[[ DATA SHOWN open ]]

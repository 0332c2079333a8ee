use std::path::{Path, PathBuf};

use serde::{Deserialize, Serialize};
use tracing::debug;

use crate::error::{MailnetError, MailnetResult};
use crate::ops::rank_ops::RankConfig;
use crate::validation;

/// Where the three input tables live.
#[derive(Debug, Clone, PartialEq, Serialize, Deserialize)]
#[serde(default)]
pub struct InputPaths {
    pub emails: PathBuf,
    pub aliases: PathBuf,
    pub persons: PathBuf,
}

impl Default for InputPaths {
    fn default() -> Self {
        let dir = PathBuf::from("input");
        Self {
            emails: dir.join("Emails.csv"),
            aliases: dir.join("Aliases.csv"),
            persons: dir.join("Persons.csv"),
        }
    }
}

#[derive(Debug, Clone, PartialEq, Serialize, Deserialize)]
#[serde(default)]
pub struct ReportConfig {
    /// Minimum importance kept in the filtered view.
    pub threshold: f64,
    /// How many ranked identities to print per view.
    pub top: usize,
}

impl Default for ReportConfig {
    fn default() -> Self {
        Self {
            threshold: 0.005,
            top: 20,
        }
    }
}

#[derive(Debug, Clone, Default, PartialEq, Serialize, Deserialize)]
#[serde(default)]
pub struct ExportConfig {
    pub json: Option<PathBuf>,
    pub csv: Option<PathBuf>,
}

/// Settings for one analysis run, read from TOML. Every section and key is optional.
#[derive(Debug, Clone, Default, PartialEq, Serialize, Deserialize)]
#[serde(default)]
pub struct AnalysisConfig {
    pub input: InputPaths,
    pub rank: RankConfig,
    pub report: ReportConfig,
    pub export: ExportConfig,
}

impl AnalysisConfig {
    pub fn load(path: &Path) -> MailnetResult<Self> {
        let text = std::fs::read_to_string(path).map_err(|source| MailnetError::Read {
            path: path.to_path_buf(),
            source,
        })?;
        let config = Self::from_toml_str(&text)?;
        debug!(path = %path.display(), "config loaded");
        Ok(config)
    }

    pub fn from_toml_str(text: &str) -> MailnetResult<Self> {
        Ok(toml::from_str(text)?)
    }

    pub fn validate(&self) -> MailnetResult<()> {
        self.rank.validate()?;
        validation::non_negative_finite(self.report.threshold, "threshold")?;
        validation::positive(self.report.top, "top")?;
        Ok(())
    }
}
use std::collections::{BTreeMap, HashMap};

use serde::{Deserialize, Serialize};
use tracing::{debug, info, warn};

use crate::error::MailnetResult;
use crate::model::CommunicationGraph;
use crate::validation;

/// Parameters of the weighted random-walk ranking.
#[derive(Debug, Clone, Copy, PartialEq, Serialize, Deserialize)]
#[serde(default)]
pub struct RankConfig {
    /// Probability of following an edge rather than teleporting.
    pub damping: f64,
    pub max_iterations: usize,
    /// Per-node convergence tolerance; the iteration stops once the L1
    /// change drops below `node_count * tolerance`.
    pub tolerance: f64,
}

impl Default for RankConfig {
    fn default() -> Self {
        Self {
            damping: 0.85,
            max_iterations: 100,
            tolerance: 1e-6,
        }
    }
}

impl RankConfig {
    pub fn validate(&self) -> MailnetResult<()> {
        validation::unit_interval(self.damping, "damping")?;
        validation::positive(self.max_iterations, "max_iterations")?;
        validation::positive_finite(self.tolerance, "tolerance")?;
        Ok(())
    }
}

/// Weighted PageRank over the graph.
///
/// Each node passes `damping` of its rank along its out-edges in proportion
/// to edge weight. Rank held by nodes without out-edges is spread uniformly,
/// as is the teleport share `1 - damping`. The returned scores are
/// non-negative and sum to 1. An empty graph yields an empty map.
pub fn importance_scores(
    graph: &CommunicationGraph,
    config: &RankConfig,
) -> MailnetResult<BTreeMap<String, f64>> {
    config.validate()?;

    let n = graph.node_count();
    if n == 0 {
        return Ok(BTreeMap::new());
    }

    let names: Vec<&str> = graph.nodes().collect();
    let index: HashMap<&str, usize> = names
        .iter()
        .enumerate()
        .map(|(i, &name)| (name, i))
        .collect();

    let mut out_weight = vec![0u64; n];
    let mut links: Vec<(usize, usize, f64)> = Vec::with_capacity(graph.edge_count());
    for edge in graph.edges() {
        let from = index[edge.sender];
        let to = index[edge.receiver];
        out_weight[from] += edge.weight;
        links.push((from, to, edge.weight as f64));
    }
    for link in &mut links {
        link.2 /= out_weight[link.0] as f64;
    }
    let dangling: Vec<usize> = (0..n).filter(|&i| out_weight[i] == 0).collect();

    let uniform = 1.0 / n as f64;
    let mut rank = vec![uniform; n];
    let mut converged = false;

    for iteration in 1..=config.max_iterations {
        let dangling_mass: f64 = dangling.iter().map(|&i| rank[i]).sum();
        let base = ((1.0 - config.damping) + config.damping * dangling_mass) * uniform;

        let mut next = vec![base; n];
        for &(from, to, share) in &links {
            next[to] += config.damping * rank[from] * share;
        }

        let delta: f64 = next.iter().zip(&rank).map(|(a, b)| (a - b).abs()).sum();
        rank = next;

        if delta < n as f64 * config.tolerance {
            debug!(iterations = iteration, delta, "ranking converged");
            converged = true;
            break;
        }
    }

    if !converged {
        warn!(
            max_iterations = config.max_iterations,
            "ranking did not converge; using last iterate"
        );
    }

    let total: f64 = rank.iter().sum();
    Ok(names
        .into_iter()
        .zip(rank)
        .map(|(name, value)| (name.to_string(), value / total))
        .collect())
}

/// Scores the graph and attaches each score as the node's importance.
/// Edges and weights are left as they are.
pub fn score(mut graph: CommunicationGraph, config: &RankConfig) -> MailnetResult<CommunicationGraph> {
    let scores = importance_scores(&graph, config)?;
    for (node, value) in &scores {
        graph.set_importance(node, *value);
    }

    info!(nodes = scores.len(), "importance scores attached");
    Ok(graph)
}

[[ DATA SHOWN closed ]]

• **TASK STATEMENT**: Which lines hold the word "threshold"? Return all of them from the records above.

• **SOLVED EXERCISE**:
    pub threshold: f64,
            threshold: 0.005,
        validation::non_negative_finite(self.report.threshold, "threshold")?;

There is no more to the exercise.